やまねがもらいうける
20年ぶりくらいに実家で眠ったんだ。正確に言えば、実家の母屋でね。昔、母屋にはジイとおばあちゃんが暮らしていて、私たちは渡り廊下でつながった先の新しいお家に住んでいた。母屋は古くて大きい日本家屋で、家の隅の方はなんだか、ぼっかりと穴が空いているのかと思うほど暗い。日が暮れればもう重たい闇が家中に湧いて、満ちて、だから大人になってもこのじっとりした感覚は消えない。
先日はありがとうございました。まるやまさんがこんな田舎まで遊びにきてくれて、しかも10日間もいてくれて、オモロい合宿になりました。
母屋の住み心地はどうでしたか。よく一人で眠れるな〜と感心。まるやまって怖いの平気だったんだね。まるやまが帰ってからオカンは「まるちゃんいない...」と寂しがってますが、オトンは「まるちゃんって天然...?」などと呟いています。かぼちゃの天ぷら見て、うわぁピーナッツだ〜っとか言うくらいには宇宙人ですもんねあなた。
で、あれから脚本の進捗はどうですか。
二稿あがりましたか。来春は決定稿を持って合宿しましょう。私も明日、都会へ戻りますわ。
そういえば、まるやまさんの歯にはキノコが生えるんだってね。すごいね。キノコ食べ放題じゃん。私はエノキがいいかな。
昔よくジイのシイタケ栽培を手伝った。丸太にいくつも穴を開けて、そこにシイタケの種みたいなのを打ち込んでいくんだよ。しばらくすると、チビシイタケがにょきにょき生えてくる。シイタケの独特の匂いと、陽に温められた車庫の土埃が好きだった。

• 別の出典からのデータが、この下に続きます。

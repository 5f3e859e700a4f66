// src/results.rs - Results summary produced by the external simulator

use crate::error::{IcestupaError, Result};
use serde::{Deserialize, Serialize};
use std::collections::HashMap;
use std::fs;
use std::path::Path;

/// Flat key -> scalar summary the simulator writes next to its output table.
///
/// The key set drifted between site generations: older runs wrote `M_waste`
/// where newer ones write `M_runoff`, and only newer runs compute `WUE`.
/// Every field is therefore optional at ingest; consumers ask for what they
/// need through the accessors, which name the missing key on failure.
#[derive(Debug, Clone, PartialEq, Default, Serialize, Deserialize)]
pub struct ResultsSummary {
    /// Spray radius [m].
    #[serde(rename = "R_F", skip_serializing_if = "Option::is_none")]
    pub r_f: Option<f64>,
    /// Total water sprayed [kg].
    #[serde(rename = "M_F", skip_serializing_if = "Option::is_none")]
    pub m_f: Option<f64>,
    /// Mean fountain discharge [l/min].
    #[serde(rename = "D_F", skip_serializing_if = "Option::is_none")]
    pub d_f: Option<f64>,
    /// Meltwater released [kg].
    #[serde(rename = "M_water", skip_serializing_if = "Option::is_none")]
    pub m_water: Option<f64>,
    /// Sublimated vapour mass [kg].
    #[serde(rename = "M_sub", skip_serializing_if = "Option::is_none")]
    pub m_sub: Option<f64>,
    /// Total water input [kg].
    #[serde(rename = "M_input", skip_serializing_if = "Option::is_none")]
    pub m_input: Option<f64>,
    /// Wasted water mass [kg], older site generations.
    #[serde(rename = "M_waste", skip_serializing_if = "Option::is_none")]
    pub m_waste: Option<f64>,
    /// Runoff water mass [kg], newer site generations.
    #[serde(rename = "M_runoff", skip_serializing_if = "Option::is_none")]
    pub m_runoff: Option<f64>,
    /// Water-use efficiency [%], absent for older site generations.
    #[serde(rename = "WUE", skip_serializing_if = "Option::is_none")]
    pub wue: Option<f64>,
    /// Any further aggregates the simulator wrote; passed through untouched.
    #[serde(flatten)]
    pub extra: HashMap<String, serde_json::Value>,
}

impl ResultsSummary {
    pub fn from_json_str(json: &str) -> Result<ResultsSummary> {
        serde_json::from_str(json).map_err(|e| IcestupaError::Malformed {
            what: "results summary",
            details: e.to_string(),
        })
    }

    pub fn from_json_path<P: AsRef<Path>>(path: P) -> Result<ResultsSummary> {
        let content = fs::read_to_string(&path).map_err(|e| IcestupaError::Malformed {
            what: "results summary",
            details: format!("{}: {}", path.as_ref().display(), e),
        })?;
        Self::from_json_str(&content)
    }

    fn require(value: Option<f64>, key: &str) -> Result<f64> {
        value.ok_or_else(|| IcestupaError::MissingField(key.to_string()))
    }

    pub fn spray_radius(&self) -> Result<f64> {
        Self::require(self.r_f, "R_F")
    }

    pub fn water_sprayed(&self) -> Result<f64> {
        Self::require(self.m_f, "M_F")
    }

    pub fn mean_discharge(&self) -> Result<f64> {
        Self::require(self.d_f, "D_F")
    }

    pub fn meltwater_released(&self) -> Result<f64> {
        Self::require(self.m_water, "M_water")
    }

    pub fn sublimated_mass(&self) -> Result<f64> {
        Self::require(self.m_sub, "M_sub")
    }

    pub fn input_mass(&self) -> Result<f64> {
        Self::require(self.m_input, "M_input")
    }

    /// Water lost without freezing, normalized across the `M_waste` /
    /// `M_runoff` generation split. Whether the two keys name the same
    /// physical quantity or merely occupy the same formula slot is not
    /// settled; both feed the net-loss fraction identically.
    pub fn waste_mass(&self) -> Result<f64> {
        if let Some(waste) = self.m_waste {
            return Ok(waste);
        }
        if let Some(runoff) = self.m_runoff {
            log::warn!("results summary has no M_waste; falling back to M_runoff");
            return Ok(runoff);
        }
        Err(IcestupaError::MissingField("M_waste/M_runoff".to_string()))
    }
}

#[cfg(test)]
mod tests {
    use super::*;
    use approx::assert_abs_diff_eq;

    const GUTTANNEN_STYLE: &str = r#"{
        "R_F": 4.3,
        "M_F": 474474.0,
        "D_F": 7.5,
        "M_water": 50000.0,
        "M_sub": 2000.0,
        "M_input": 60000.0,
        "M_waste": 1500.0,
        "M_ice": 23000.0
    }"#;

    const GANGLES_STYLE: &str = r#"{
        "R_F": 9.05,
        "M_F": 1554000.0,
        "D_F": 60.0,
        "M_water": 230000.0,
        "M_sub": 12000.0,
        "M_input": 1600000.0,
        "M_runoff": 990000.0,
        "WUE": 24.5
    }"#;

    #[test]
    fn test_parse_older_generation_summary() {
        let summary = ResultsSummary::from_json_str(GUTTANNEN_STYLE).unwrap();
        assert_abs_diff_eq!(summary.spray_radius().unwrap(), 4.3);
        assert_abs_diff_eq!(summary.waste_mass().unwrap(), 1500.0);
        assert_eq!(summary.wue, None);
        // unknown aggregates are preserved, not dropped
        assert_abs_diff_eq!(summary.extra["M_ice"].as_f64().unwrap(), 23000.0);
    }

    #[test]
    fn test_parse_newer_generation_summary() {
        let summary = ResultsSummary::from_json_str(GANGLES_STYLE).unwrap();
        // waste key absent, runoff stands in
        assert_abs_diff_eq!(summary.waste_mass().unwrap(), 990000.0);
        assert_abs_diff_eq!(summary.wue.unwrap(), 24.5);
        assert!(summary.extra.is_empty());
    }

    #[test]
    fn test_waste_prefers_m_waste_over_m_runoff() {
        let summary = ResultsSummary {
            m_waste: Some(100.0),
            m_runoff: Some(900.0),
            ..Default::default()
        };
        assert_abs_diff_eq!(summary.waste_mass().unwrap(), 100.0);
    }

    #[test]
    fn test_missing_keys_are_named() {
        let summary = ResultsSummary::from_json_str("{}").unwrap();
        assert!(matches!(
            summary.input_mass(),
            Err(IcestupaError::MissingField(key)) if key == "M_input"
        ));
        assert!(matches!(
            summary.waste_mass(),
            Err(IcestupaError::MissingField(key)) if key == "M_waste/M_runoff"
        ));
    }

    #[test]
    fn test_rejects_malformed_json() {
        assert!(matches!(
            ResultsSummary::from_json_str(r#"{"R_F": "#),
            Err(IcestupaError::Malformed { .. })
        ));
    }
}
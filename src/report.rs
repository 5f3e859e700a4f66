// src/report.rs - Console rendering of the per-site summary tables

use crate::error::Result;
use crate::metrics::ReportMetrics;
use crate::results::ResultsSummary;
use crate::site::SiteProfile;
use colored::Colorize;

const KG_PER_TON: f64 = 1000.0;

fn fmt_opt(value: Option<f64>, precision: usize) -> String {
    match value {
        Some(v) => format!("{:.*}", precision, v),
        None => "n/a".to_string(),
    }
}

/// Fountain estimation table, one `label | value` row per line.
pub fn fountain_table(metrics: &ReportMetrics, summary: &ResultsSummary) -> Result<String> {
    let rows = [
        ("Spray Radius", format!("{:.1} m", summary.spray_radius()?)),
        (
            "Water sprayed",
            format!("{:.0} m3", summary.water_sprayed()? / KG_PER_TON),
        ),
        (
            "Mean discharge rate",
            format!("{:.0} l/min", summary.mean_discharge()?),
        ),
        (
            "Mean freeze rate",
            format!("{} l/min", fmt_opt(metrics.mean_freeze_rate, 1)),
        ),
        (
            "Mean melt rate",
            format!("{:.1} l/min", metrics.mean_melt_rate),
        ),
        (
            "Runtime",
            format!("{} hours", metrics.fountain_active_duration),
        ),
    ];
    Ok(render_rows("Fountain", &rows))
}

/// Icestupa estimation table.
pub fn icestupa_table(
    metrics: &ReportMetrics,
    summary: &ResultsSummary,
    profile: &SiteProfile,
) -> Result<String> {
    let mut rows = vec![
        (
            "Max Ice Volume",
            format!("{:.0} m3", metrics.max_ice_volume),
        ),
        (
            "Meltwater released",
            format!("{:.0} tons", summary.meltwater_released()? / KG_PER_TON),
        ),
        (
            "Vapour loss",
            format!("{:.0} tons", summary.sublimated_mass()? / KG_PER_TON),
        ),
        (
            "Net Water loss",
            format!("{:.0} percent", metrics.net_water_loss_fraction),
        ),
        (
            "Melt-out date",
            profile.expiry_date.format("%b %d").to_string(),
        ),
    ];
    if let Some(wue) = metrics.water_use_efficiency {
        rows.push(("Water-use efficiency", format!("{:.0} percent", wue)));
    }
    Ok(render_rows("Icestupa", &rows))
}

fn render_rows(header: &str, rows: &[(&str, String)]) -> String {
    let mut out = String::new();
    out.push_str(&format!("| {} | Estimation |\n", header));
    out.push_str("| --- | --- |\n");
    for (label, value) in rows {
        out.push_str(&format!("| {} | {} |\n", label, value));
    }
    out
}

/// Dump both summary tables for a site run to the console.
pub fn print_site_report(
    metrics: &ReportMetrics,
    summary: &ResultsSummary,
    profile: &SiteProfile,
) -> Result<()> {
    println!(
        "\n=== {} ({}) ===\n",
        profile.name.bold(),
        profile.spray.as_str()
    );
    println!("{}", fountain_table(metrics, summary)?.cyan());
    println!("{}", icestupa_table(metrics, summary, profile)?.cyan());
    Ok(())
}

#[cfg(test)]
mod tests {
    use super::*;
    use crate::site::{SiteId, SprayMode};

    fn sample_metrics() -> ReportMetrics {
        ReportMetrics {
            mean_freeze_rate: Some(4.2),
            mean_melt_rate: 1.3,
            fountain_active_duration: 1530,
            max_ice_volume: 430.0,
            net_water_loss_fraction: 64.0,
            water_use_efficiency: None,
        }
    }

    fn sample_summary() -> ResultsSummary {
        ResultsSummary {
            r_f: Some(4.3),
            m_f: Some(474474.0),
            d_f: Some(7.5),
            m_water: Some(50000.0),
            m_sub: Some(2000.0),
            m_input: Some(60000.0),
            m_waste: Some(1500.0),
            ..Default::default()
        }
    }

    #[test]
    fn test_fountain_table_rows() {
        let rendered = fountain_table(&sample_metrics(), &sample_summary()).unwrap();
        assert!(rendered.contains("| Spray Radius | 4.3 m |"));
        assert!(rendered.contains("| Water sprayed | 474 m3 |"));
        assert!(rendered.contains("| Mean freeze rate | 4.2 l/min |"));
        assert!(rendered.contains("| Runtime | 1530 hours |"));
    }

    #[test]
    fn test_fountain_table_without_freeze_rate() {
        let metrics = ReportMetrics {
            mean_freeze_rate: None,
            ..sample_metrics()
        };
        let rendered = fountain_table(&metrics, &sample_summary()).unwrap();
        assert!(rendered.contains("| Mean freeze rate | n/a l/min |"));
    }

    #[test]
    fn test_icestupa_table_rows() {
        let profile = SiteId::Guttannen21.profile(SprayMode::Manual).unwrap();
        let rendered =
            icestupa_table(&sample_metrics(), &sample_summary(), &profile).unwrap();
        assert!(rendered.contains("| Max Ice Volume | 430 m3 |"));
        assert!(rendered.contains("| Meltwater released | 50 tons |"));
        assert!(rendered.contains("| Net Water loss | 64 percent |"));
        assert!(rendered.contains("| Melt-out date | May 10 |"));
        assert!(!rendered.contains("Water-use efficiency"));
    }

    #[test]
    fn test_icestupa_table_includes_wue_when_computed() {
        let metrics = ReportMetrics {
            water_use_efficiency: Some(24.7),
            ..sample_metrics()
        };
        let profile = SiteId::Gangles21.profile(SprayMode::Manual).unwrap();
        let rendered = icestupa_table(&metrics, &sample_summary(), &profile).unwrap();
        assert!(rendered.contains("| Water-use efficiency | 25 percent |"));
    }

    #[test]
    fn test_missing_summary_key_propagates() {
        let summary = ResultsSummary::default();
        assert!(fountain_table(&sample_metrics(), &summary).is_err());
    }
}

そう、ジイはいつも畑で泥だらけになっていて、おばあちゃんは私たちの面倒を見てくれていた。 両親の仕事がある日は、母屋でジイとおばあちゃんと一緒に寝るんだ。これがもう怖くてさ。昼間だって一人でトイレに行けないのに、真夜中のトイレなんか行けるわけないじゃん。だから合宿初日は震えたよ。まるやまと母屋で寝ることになって、8畳間に布団敷いてさ。
家中シンと静まり返って、廊下の空気はピンと張り詰めてて。電気を消した途端、家全体が巨大な一つの生き物になる感じ。たぶんこの空気は、私が生まれる前からずっとあるんだろうな。

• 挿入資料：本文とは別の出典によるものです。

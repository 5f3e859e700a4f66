//! Reporting metrics derived from simulator output.
//!
//! The simulator's output table carries per-step masses; the dashboard
//! reports them as per-minute volumetric rates. Means over masses ignore
//! NaN gaps the same way the upstream table tooling does.

use crate::constants::ConstantsSet;
use crate::error::{IcestupaError, Result};
use crate::output_table::SimulationOutputTable;
use crate::results::ResultsSummary;
use serde::{Deserialize, Serialize};

/// Scalar metrics handed back to the presentation layer.
#[derive(Debug, Clone, PartialEq, Serialize, Deserialize)]
pub struct ReportMetrics {
    /// Mean freeze rate over fountain-on steps [l/min]; `None` when the
    /// fountain never ran.
    pub mean_freeze_rate: Option<f64>,
    /// Mean melt rate over the whole run [l/min].
    pub mean_melt_rate: f64,
    /// Number of fountain-on steps (elapsed hours at hourly cadence).
    pub fountain_active_duration: usize,
    /// Largest modeled ice volume [m^3].
    pub max_ice_volume: f64,
    /// Water lost to waste/runoff and sublimation, as % of input.
    pub net_water_loss_fraction: f64,
    /// Water-use efficiency [%], where the simulator computed it.
    pub water_use_efficiency: Option<f64>,
}

/// Mean over the values where `keep` holds, skipping NaN gaps.
fn masked_nanmean(values: &[f64], keep: impl Fn(usize) -> bool) -> Option<f64> {
    let mut sum = 0.0;
    let mut count = 0usize;
    for (i, &v) in values.iter().enumerate() {
        if keep(i) && !v.is_nan() {
            sum += v;
            count += 1;
        }
    }
    (count > 0).then(|| sum / count as f64)
}

/// Derive the report metrics for one site run.
///
/// Freeze-rate policy: idle steps (no active spraying) are excluded so they
/// do not dilute the average. Freezing continues passively on idle steps,
/// but the fountain freeze rate is defined over fountain-on periods only.
pub fn compute(
    table: &SimulationOutputTable,
    summary: &ResultsSummary,
    constants: &ConstantsSet,
) -> Result<ReportMetrics> {
    if table.is_empty() {
        return Err(IcestupaError::EmptyTable);
    }

    let discharge = table.column("Discharge")?;
    let fountain_froze = table.column("fountain_froze")?;
    let melted = table.column("melted")?;
    let ice_volume = table.column("iceV")?;

    let minutes_per_step = constants.dt / 60.0;
    let fountain_on = |i: usize| discharge[i] != 0.0;

    let mean_freeze_rate =
        masked_nanmean(fountain_froze, fountain_on).map(|mean| mean / minutes_per_step);
    let mean_melt_rate = masked_nanmean(melted, |_| true)
        .map(|mean| mean / minutes_per_step)
        .unwrap_or(f64::NAN);
    let fountain_active_duration = (0..table.len()).filter(|&i| fountain_on(i)).count();
    let max_ice_volume = ice_volume
        .iter()
        .copied()
        .fold(f64::NEG_INFINITY, f64::max);

    let net_water_loss_fraction =
        (summary.waste_mass()? + summary.sublimated_mass()?) / summary.input_mass()? * 100.0;

    Ok(ReportMetrics {
        mean_freeze_rate,
        mean_melt_rate,
        fountain_active_duration,
        max_ice_volume,
        net_water_loss_fraction,
        water_use_efficiency: summary.wue,
    })
}
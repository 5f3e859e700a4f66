// src/storage.rs - Directory layout derived from a site's canonical name

use serde::{Deserialize, Serialize};
use std::path::PathBuf;

/// Where the external simulator and the presentation layer expect a site's
/// files to live, all rooted at `data/<name>/`.
///
/// Pure string interpolation: nothing here touches the filesystem, and the
/// paths are not required to exist.
#[derive(Debug, Clone, PartialEq, Eq, Serialize, Deserialize)]
pub struct StorageLayout {
    /// Unprocessed field measurements.
    pub raw: PathBuf,
    /// Gap-filled model input.
    pub input: PathBuf,
    /// Simulator output tables and result summaries.
    pub output: PathBuf,
    /// Output of the automated-spray runs.
    pub output_auto: PathBuf,
    /// Output of the manual-spray runs.
    pub output_man: PathBuf,
    /// Parameter-sweep simulations.
    pub sim: PathBuf,
    /// Rendered figures.
    pub fig: PathBuf,
}

impl StorageLayout {
    pub fn for_name(name: &str) -> StorageLayout {
        let root = format!("data/{}", name);
        StorageLayout {
            raw: PathBuf::from(format!("{root}/raw/")),
            input: PathBuf::from(format!("{root}/interim/")),
            output: PathBuf::from(format!("{root}/processed/")),
            output_auto: PathBuf::from(format!("{root}/processed/auto/")),
            output_man: PathBuf::from(format!("{root}/processed/man/")),
            sim: PathBuf::from(format!("{root}/processed/simulations/")),
            fig: PathBuf::from(format!("{root}/figs/")),
        }
    }

    /// Path of the simulator's main output table for this site.
    pub fn output_table_path(&self, basename: &str) -> PathBuf {
        self.output.join(basename)
    }
}

#[cfg(test)]
mod tests {
    use super::*;

    #[test]
    fn test_layout_interpolates_site_name() {
        let layout = StorageLayout::for_name("guttannen21");
        assert_eq!(layout.raw, PathBuf::from("data/guttannen21/raw/"));
        assert_eq!(layout.input, PathBuf::from("data/guttannen21/interim/"));
        assert_eq!(layout.output, PathBuf::from("data/guttannen21/processed/"));
        assert_eq!(
            layout.output_auto,
            PathBuf::from("data/guttannen21/processed/auto/")
        );
        assert_eq!(
            layout.output_man,
            PathBuf::from("data/guttannen21/processed/man/")
        );
        assert_eq!(
            layout.sim,
            PathBuf::from("data/guttannen21/processed/simulations/")
        );
        assert_eq!(layout.fig, PathBuf::from("data/guttannen21/figs/"));
    }

    #[test]
    fn test_output_table_path() {
        let layout = StorageLayout::for_name("gangles21");
        assert_eq!(
            layout.output_table_path("output.csv"),
            PathBuf::from("data/gangles21/processed/output.csv")
        );
    }
}
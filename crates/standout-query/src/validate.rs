//! Value validators attached to query options.
//!
//! A [`Validator`] inspects a value and either accepts it or explains why it
//! is rejected. Option constructors take a list of validators and run all of
//! them through [`check`] before touching the query.
//!
//! # Example
//!
//! ```
//! use standout_query::validate;
//!
//! let validators = vec![validate::min(1i64), validate::max(100i64)];
//! assert!(validate::check(&50, &validators).is_ok());
//! assert_eq!(validate::check(&500, &validators).unwrap_err().len(), 1);
//! ```

use std::fmt;

use regex::Regex;

use crate::error::Result;

/// Validator function type.
pub type Validator<T> = Box<dyn Fn(&T) -> std::result::Result<(), String> + Send + Sync>;

/// Runs every validator against `value`.
///
/// All validators are run even after one fails. Returns the failure messages
/// in validator order.
pub fn check<T>(
    value: &T,
    validators: &[Validator<T>],
) -> std::result::Result<(), Vec<String>> {
    let failures: Vec<String> = validators
        .iter()
        .filter_map(|validator| validator(value).err())
        .collect();

    if failures.is_empty() {
        Ok(())
    } else {
        Err(failures)
    }
}

/// Builds a validator from a predicate and a fixed message.
pub fn from_fn<T, F>(f: F, message: impl Into<String>) -> Validator<T>
where
    F: Fn(&T) -> bool + Send + Sync + 'static,
{
    let message = message.into();
    Box::new(move |value| {
        if f(value) {
            Ok(())
        } else {
            Err(message.clone())
        }
    })
}

/// Rejects values below `bound`.
pub fn min<T>(bound: T) -> Validator<T>
where
    T: PartialOrd + fmt::Debug + Send + Sync + 'static,
{
    Box::new(move |value| {
        if *value >= bound {
            Ok(())
        } else {
            Err(format!("must be at least {bound:?}"))
        }
    })
}

/// Rejects values above `bound`.
pub fn max<T>(bound: T) -> Validator<T>
where
    T: PartialOrd + fmt::Debug + Send + Sync + 'static,
{
    Box::new(move |value| {
        if *value <= bound {
            Ok(())
        } else {
            Err(format!("must be at most {bound:?}"))
        }
    })
}

/// Rejects values outside the inclusive range `low..=high`.
pub fn range<T>(low: T, high: T) -> Validator<T>
where
    T: PartialOrd + fmt::Debug + Send + Sync + 'static,
{
    Box::new(move |value| {
        if *value >= low && *value <= high {
            Ok(())
        } else {
            Err(format!("must be between {low:?} and {high:?}"))
        }
    })
}

/// Rejects values that are not in `allowed`.
pub fn one_of<T>(allowed: Vec<T>) -> Validator<T>
where
    T: PartialEq + fmt::Debug + Send + Sync + 'static,
{
    Box::new(move |value| {
        if allowed.contains(value) {
            Ok(())
        } else {
            Err(format!("must be one of {allowed:?}"))
        }
    })
}

/// Rejects empty strings.
pub fn not_empty<S: AsRef<str>>() -> Validator<S> {
    Box::new(|value| {
        if value.as_ref().is_empty() {
            Err("must not be empty".to_string())
        } else {
            Ok(())
        }
    })
}

/// Rejects strings longer than `len` characters.
pub fn max_len<S: AsRef<str>>(len: usize) -> Validator<S> {
    Box::new(move |value| {
        if value.as_ref().chars().count() <= len {
            Ok(())
        } else {
            Err(format!("must be at most {len} characters"))
        }
    })
}

/// Rejects strings that do not match `pattern`.
///
/// Returns an error if the pattern is invalid.
pub fn pattern<S: AsRef<str>>(pattern: &str) -> Result<Validator<S>> {
    let regex = Regex::new(pattern)?;
    Ok(Box::new(move |value| {
        if regex.is_match(value.as_ref()) {
            Ok(())
        } else {
            Err(format!("must match /{}/", regex.as_str()))
        }
    }))
}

だけどね、その晩思い出したんだ。どれだけ家が怖くても、おばあちゃんの布団の中だけはあったかかった。優しくてやわらかくて、ニベアの匂いがして。そして気がつくと朝になっていて、襖を明けると廊下いっぱいにキラキラの朝日が満ちてる。奥の台所からお味噌汁の匂いと朝の音、玄関にジイの長靴がないから、もう畑に出てるんだろうな。そんな、ふかいところの記憶を思い出せた。そうだ、母屋って、あったかい場所なんだよ。
これが私の最近の発見、いや再発見かな。
まあ、3日目から新しいお家で寝たんだけど。カメムシちゃんもいたし。
そんな母屋も来春から大規模リノベーションが始まります。私もあと何回実家に帰れるかわからないから、さっきとりあえず仏間で大熱唱してきました。拍手喝采(の気配)。額縁におさまったジイもおばあちゃんも、いつもより3倍笑顔でした。
なので来夏はそちらの実家の山へお邪魔させてください。やまね、大きな声で歌います。